# QUOTE-CASES.md - Quote Variants and Malformed CSV Test Cases

**Version**: 1.0
**Last updated**: April 29, 2026
**Companion to**: `TEST-CASES.md` (extends it with cases 22 and 23)

This document covers two complementary fixtures that test different things:

| File | Tests |
|---|---|
| `test_data/22_quote_variants.csv` | The cleaner's *character transformation* logic.
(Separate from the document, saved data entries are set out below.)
//! Anchor locations pointing back into the host's source text.

use std::fmt;

pub use text_size::{TextRange, TextSize};

/// An opaque handle for a source file known to the host.
///
/// The engine never reads file contents. It only carries the handle so that
/// diagnostics can be mapped back by the host.
#[derive(Copy, Clone, Eq, PartialEq, Hash, Ord, PartialOrd, Default)]
#[cfg_attr(feature = "interchange", derive(serde::Serialize, serde::Deserialize))]
pub struct FileId(pub u32);

impl FileId {
    /// Create a new FileId from a raw index.
    #[inline]
    pub const fn new(id: u32) -> Self {
        Self(id)
    }

    /// Get the raw index.
    #[inline]
    pub const fn index(self) -> u32 {
        self.0
    }
}

impl fmt::Debug for FileId {
    fn fmt(&self, f: &mut fmt::Formatter<'_>) -> fmt::Result {
        write!(f, "FileId({})", self.0)
    }
}

impl From<u32> for FileId {
    #[inline]
    fn from(id: u32) -> Self {
        Self(id)
    }
}

/// A range in one source file.
///
/// Ordering is by file, then by range start, then by range end. Diagnostics
/// are sorted with this ordering so that output is stable across runs.
#[derive(Copy, Clone, Eq, PartialEq, Hash, Default)]
#[cfg_attr(feature = "interchange", derive(serde::Serialize, serde::Deserialize))]
pub struct Location {
    pub file: FileId,
    pub range: TextRange,
}

impl Location {
    /// Create a location covering `range` in `file`.
    #[inline]
    pub const fn new(file: FileId, range: TextRange) -> Self {
        Self { file, range }
    }

    /// Create a location from raw byte offsets.
    pub fn at(file: u32, start: u32, end: u32) -> Self {
        let (start, end) = if start <= end { (start, end) } else { (end, start) };
        Self {
            file: FileId::new(file),
            range: TextRange::new(TextSize::from(start), TextSize::from(end)),
        }
    }

    /// Sort key used to order diagnostics.
    #[inline]
    pub fn sort_key(&self) -> (FileId, TextSize, TextSize) {
        (self.file, self.range.start(), self.range.end())
    }
}

impl PartialOrd for Location {
    fn partial_cmp(&self, other: &Self) -> Option<std::cmp::Ordering> {
        Some(self.cmp(other))
    }
}

impl Ord for Location {
    fn cmp(&self, other: &Self) -> std::cmp::Ordering {
        self.sort_key().cmp(&other.sort_key())
    }
}

impl fmt::Debug for Location {
    fn fmt(&self, f: &mut fmt::Formatter<'_>) -> fmt::Result {
        write!(
            f,
            "{:?}@{}..{}",
            self.file,
            u32::from(self.range.start()),
            u32::from(self.range.end())
        )
    }
}

impl fmt::Display for Location {
    fn fmt(&self, f: &mut fmt::Formatter<'_>) -> fmt::Result {
        write!(
            f,
            "file#{}:{}",
            self.file.0,
            u32::from(self.range.start())
        )
    }
}
//! Type plan assembly: runs every sub-resolution for one type and merges
//! the results into its [`GenerationPlan`].

use smol_str::SmolStr;

use super::deps::{DependencyGraph, EdgeKind};
use super::diagnostics::DiagnosticCollector;
use super::hooks::{AnyHook, property_hook};
use super::naming::{NamedMember, name_members};
use super::plan::{
    FamilyPlan, Forward, GenerationPlan, HookCall, MethodEmission, PropertyPlan, RaiseMechanism,
};
use super::policy::Outcome;
use super::raise::RaiseResolver;
use super::store::PlanStore;
use super::well_known::well_known;
use crate::config::AnalysisOptions;
use crate::model::{Family, TypeDescriptor};

/// Build the plan for `ty`.
///
/// `chain` is the type's ancestors, root first. Plans of generated
/// ancestors must already be published in `store`.
pub fn assemble(
    ty: &TypeDescriptor,
    chain: &[&TypeDescriptor],
    store: &PlanStore,
    options: &AnalysisOptions,
) -> GenerationPlan {
    if !ty.is_partial || !ty.has_annotations() {
        return GenerationPlan::empty(ty.id.clone());
    }

    let mut diagnostics = DiagnosticCollector::new();

    let (named, naming_diagnostics) = name_members(ty, &options.naming);
    diagnostics.extend(naming_diagnostics);
    let is_changed = resolve_is_changed(&named, &mut diagnostics);

    // Changing first: a synthesized "changed" method borrows its name.
    let resolver = RaiseResolver::new(ty, chain, store);
    let any_hook = AnyHook::find(ty);
    let changing = resolver.resolve(Family::Changing, None, false);
    let changed = resolver.resolve(
        Family::Changed,
        changing.mechanism.raise_method(),
        any_hook.wants_old_new(),
    );
    diagnostics.extend(changing.diagnostics);
    diagnostics.extend(changed.diagnostics);

    let (graph, graph_diagnostics) = DependencyGraph::build(ty, chain, &named);
    diagnostics.extend(graph_diagnostics);

    let (on_any_hook, hook_diagnostics) = any_hook.settle(&changed.mechanism);
    diagnostics.extend(hook_diagnostics);

    if matches!(
        changed.mechanism,
        RaiseMechanism::FoundOnThisType(_)
            | RaiseMechanism::FoundOnBaseRequiresOverride { degraded: true, .. }
    ) {
        for edge in graph.edges() {
            let needs_raise_method = edge.kind == EdgeKind::DependsOn
                && graph.origin(&edge.source).is_some_and(|o| !o.is_generated());
            if needs_raise_method {
                diagnostics.add(
                    Outcome::DependencyNotRaised {
                        annotation: edge.annotation,
                    }
                    .diagnostic(),
                );
            }
        }
    }

    let changing = family_plan(Family::Changing, changing.mechanism, &graph, None);
    let changed = family_plan(Family::Changed, changed.mechanism, &graph, on_any_hook);

    let mut properties = Vec::new();
    for entry in named.iter().filter(|n| n.generated) {
        let notified = graph.closure(&entry.property);
        let calls = |family: &FamilyPlan| {
            if family.mechanism.can_notify() {
                notified.clone()
            } else {
                Vec::new()
            }
        };

        let (changed_hook, bad_changed) =
            property_hook(ty, entry.member, &entry.property, Family::Changed);
        diagnostics.extend(bad_changed);
        let changing_hook = if changing.mechanism == RaiseMechanism::NotRequested {
            None
        } else {
            let (hook, bad) = property_hook(ty, entry.member, &entry.property, Family::Changing);
            diagnostics.extend(bad);
            hook
        };

        properties.push(PropertyPlan {
            name: entry.property.clone(),
            field: entry.member.name.clone(),
            ty: entry.member.ty.clone(),
            changed_calls: calls(&changed),
            changing_calls: calls(&changing),
            notified,
            changed_hook,
            changing_hook,
            sets_is_changed: is_changed.as_ref().is_some_and(|name| *name != entry.property),
            location: entry.member.location,
        });
    }

    GenerationPlan {
        type_id: ty.id.clone(),
        properties,
        changed,
        changing,
        is_changed,
        diagnostics: diagnostics.finish(),
    }
}

fn family_plan(
    family: Family,
    mechanism: RaiseMechanism,
    graph: &DependencyGraph,
    on_any_hook: Option<HookCall>,
) -> FamilyPlan {
    // Notifications for properties the generator does not own can only be
    // raised from a raise method it defines or overrides.
    let forwards: Vec<Forward> = if mechanism.generator_owns_method() {
        graph
            .nodes()
            .filter(|(_, origin)| !origin.is_generated())
            .filter_map(|(source, _)| {
                let notified: Vec<SmolStr> = graph.closure(source).into_iter().skip(1).collect();
                (!notified.is_empty()).then(|| Forward {
                    source: source.clone(),
                    notified,
                })
            })
            .collect()
    } else {
        Vec::new()
    };

    let emission = match &mechanism {
        RaiseMechanism::NotFoundSynthesizeNew { method, .. } => MethodEmission::Define {
            is_virtual: method.is_overridable,
        },
        RaiseMechanism::FoundOnBaseRequiresOverride { degraded: false, .. }
            if !forwards.is_empty() || on_any_hook.is_some() =>
        {
            MethodEmission::Override
        }
        _ => MethodEmission::None,
    };

    FamilyPlan {
        family,
        mechanism,
        emission,
        forwards,
        on_any_hook,
    }
}

/// Pick the "is changed" property, reporting extra or non-bool markers.
fn resolve_is_changed(
    named: &[NamedMember<'_>],
    diagnostics: &mut DiagnosticCollector,
) -> Option<SmolStr> {
    let mut chosen: Option<SmolStr> = None;

    for entry in named {
        let Some(location) = entry.member.is_changed else {
            continue;
        };
        if !well_known().is_bool(&entry.member.ty) {
            diagnostics.add(Outcome::IsChangedNotBool { member: location }.diagnostic());
        } else if chosen.is_some() {
            diagnostics.add(Outcome::DuplicateIsChanged { member: location }.diagnostic());
        } else {
            chosen = Some(entry.property.clone());
        }
    }

    chosen
}
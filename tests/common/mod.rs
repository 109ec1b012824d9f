//! Shared fixtures for the scenario tests.

#![allow(dead_code)]

use std::sync::Arc;

use inpc::base::Location;
use inpc::model::{Accessibility, ExistingMember, Family, Modifiers, ParamType, TypeGraph, TypeId};
use inpc::{AnalysisOptions, Analyzer, GenerationPlan};

pub const INPC: &str = "System.ComponentModel.INotifyPropertyChanged";
pub const INPC_CHANGING: &str = "System.ComponentModel.INotifyPropertyChanging";

/// A location in file 0.
pub fn loc(start: u32, end: u32) -> Location {
    Location::at(0, start, end)
}

pub fn id(name: &str) -> TypeId {
    TypeId::new(name)
}

pub fn analyze(graph: &TypeGraph) -> Vec<Arc<GenerationPlan>> {
    Analyzer::new(AnalysisOptions::default())
        .analyze_all(graph)
        .expect("analysis succeeds")
}

pub fn plan_of<'a>(plans: &'a [Arc<GenerationPlan>], name: &str) -> &'a GenerationPlan {
    plans
        .iter()
        .find(|p| p.type_id.name == name)
        .unwrap_or_else(|| panic!("no plan for {name}"))
}

pub fn codes(plan: &GenerationPlan) -> Vec<&'static str> {
    plan.diagnostics.iter().map(|d| d.code()).collect()
}

pub fn event(owner: &str, family: Family) -> ExistingMember {
    let name = match family {
        Family::Changed => "PropertyChanged",
        Family::Changing => "PropertyChanging",
    };
    ExistingMember::event(id(owner), name, Location::default())
}

/// A method on `owner` with the given accessibility and modifiers.
pub fn method(
    owner: &str,
    name: &str,
    params: impl IntoIterator<Item = ParamType>,
    accessibility: Accessibility,
    modifiers: Modifiers,
    location: Location,
) -> ExistingMember {
    ExistingMember::method(id(owner), name, params, location)
        .with_accessibility(accessibility)
        .with_modifiers(modifiers)
}

/// `protected virtual void name(params)`
pub fn protected_virtual(
    owner: &str,
    name: &str,
    params: impl IntoIterator<Item = ParamType>,
) -> ExistingMember {
    method(owner, name, params, Accessibility::Protected, Modifiers::VIRTUAL, Location::default())
}

pub fn names(plan: &GenerationPlan, property: &str, family: Family) -> Vec<String> {
    let property = plan
        .property(property)
        .unwrap_or_else(|| panic!("no property {property}"));
    let calls = match family {
        Family::Changed => &property.changed_calls,
        Family::Changing => &property.changing_calls,
    };
    calls.iter().map(|s| s.to_string()).collect()
}
//! Multi-state compilation: `$all` merging, include splicing and
//! cross-state validation.

use std::sync::Arc;

use compact_str::CompactString;
use hashbrown::{HashMap, HashSet};

use crate::compile::{compile_rules, CompiledState};
use crate::error::CompileError;
use crate::normalize::{normalize, Rule, RuleEntry, Transition};
use crate::rules::{RuleSpec, StateSet};

/// The immutable state table shared by every tokenizer built from it.
pub(crate) struct StateMap {
    pub states: HashMap<CompactString, Arc<CompiledState>, ahash::RandomState>,
    pub start: CompactString,
}

/// Stateless form: a single state named `start`.
pub(crate) fn compile_stateless(spec: RuleSpec) -> Result<StateMap, CompileError> {
    let entries = normalize(spec)?;
    let compiled = compile_rules(&entries, false)?;
    let mut states = HashMap::with_hasher(ahash::RandomState::new());
    let start = CompactString::from("start");
    states.insert(start.clone(), Arc::new(compiled));
    Ok(StateMap { states, start })
}

pub(crate) fn compile_states(spec: StateSet) -> Result<StateMap, CompileError> {
    if spec.states.is_empty() {
        return Err(CompileError::NoStates);
    }

    let all = match spec.all {
        Some(rules) => normalize(rules)?,
        None => Vec::new(),
    };

    let order: Vec<CompactString> = spec.states.iter().map(|(name, _)| name.clone()).collect();
    let start = spec.start.clone().unwrap_or_else(|| order[0].clone());
    if !order.contains(&start) {
        return Err(CompileError::UnknownStart { state: start });
    }

    let mut lists: HashMap<CompactString, Vec<RuleEntry>, ahash::RandomState> =
        HashMap::with_hasher(ahash::RandomState::new());
    for (name, rules) in spec.states {
        let mut entries = normalize(rules)?;
        // The shared rules are appended as the same Arc values everywhere,
        // so include dedup recognizes them across states.
        entries.extend(all.iter().cloned());
        if lists.insert(name.clone(), entries).is_some() {
            return Err(CompileError::DuplicateState { state: name });
        }
    }

    for name in &order {
        resolve_includes(name, &mut lists)?;
    }

    let mut states = HashMap::with_hasher(ahash::RandomState::new());
    for name in &order {
        let compiled = compile_rules(&lists[name], true)?;
        states.insert(name.clone(), Arc::new(compiled));
    }

    // Transition targets can only be checked once every state exists.
    for name in &order {
        let state = &states[name];
        for rule in state.groups.iter().chain(state.fast.values()) {
            check_transition(rule, name, &states)?;
        }
    }

    Ok(StateMap { states, start })
}

/// Splice `include` entries in place. The per-state visited set guards
/// against cyclic include graphs; entries already present are skipped by
/// identity so shared rules are not duplicated.
fn resolve_includes(
    name: &CompactString,
    lists: &mut HashMap<CompactString, Vec<RuleEntry>, ahash::RandomState>,
) -> Result<(), CompileError> {
    let mut list = lists.remove(name).unwrap_or_default();
    let mut visited: HashSet<CompactString, ahash::RandomState> =
        HashSet::with_hasher(ahash::RandomState::new());
    let mut j = 0;
    while j < list.len() {
        let target = match &list[j] {
            RuleEntry::Include(target) => target.clone(),
            RuleEntry::Rule(_) => {
                j += 1;
                continue;
            }
        };
        list.remove(j);
        if &target == name || visited.contains(&target) {
            continue;
        }
        visited.insert(target.clone());
        let Some(source) = lists.get(&target) else {
            return Err(CompileError::UnknownInclude {
                state: target,
                in_state: name.clone(),
            });
        };
        let fresh: Vec<RuleEntry> = source
            .iter()
            .filter(|entry| !contains_entry(&list, entry))
            .cloned()
            .collect();
        list.splice(j..j, fresh);
        // j stays put: spliced entries may themselves be includes.
    }
    lists.insert(name.clone(), list);
    Ok(())
}

fn contains_entry(list: &[RuleEntry], entry: &RuleEntry) -> bool {
    list.iter().any(|present| match (present, entry) {
        (RuleEntry::Rule(a), RuleEntry::Rule(b)) => Arc::ptr_eq(a, b),
        (RuleEntry::Include(a), RuleEntry::Include(b)) => a == b,
        _ => false,
    })
}

fn check_transition(
    rule: &Arc<Rule>,
    in_state: &CompactString,
    states: &HashMap<CompactString, Arc<CompiledState>, ahash::RandomState>,
) -> Result<(), CompileError> {
    match &rule.transition {
        Some(Transition::Push(target) | Transition::Next(target)) => {
            if !states.contains_key(target) {
                return Err(CompileError::MissingState {
                    state: target.clone(),
                    token: rule.kind.clone(),
                    in_state: in_state.clone(),
                });
            }
        }
        Some(Transition::Pop(n)) if *n != 1 => {
            return Err(CompileError::InvalidPop {
                token: rule.kind.clone(),
                in_state: in_state.clone(),
                value: *n,
            });
        }
        _ => {}
    }
    Ok(())
}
Every cell is in well-formed CSV; the question is what each Unicode quote-mark variant becomes after cleaning. |
| `test_data/23_csv_malformed.csv` | The cleaner's *parser robustness*. The CSV structure itself is broken in 24 different ways (plus 3 cascade-destructive cases). The question is whether the cleaner reads it gracefully, errors usefully, or crashes. |

---

## 1. Why two files instead of one

Combining quote characters and structural malformations into one file conflates two different test concerns. The cleaner's character-transformation logic is exercised by the *contents* of cells; the parser-robustness logic is exercised by the *structure* of the file. Mixing them means a failure in one masks failure in the other.

Concretely: if file 22 fails to produce expected output, the bug is almost certainly in the cleaning rules (NFC, smart-quote folding, etc.). If file 23 produces unexpected output, the bug is in the parser layer or the error-handling policy. Different layers, different fixes.

---

## 2. File 22: `22_quote_variants.csv`

**Structure**: 5-column well-formed CSV.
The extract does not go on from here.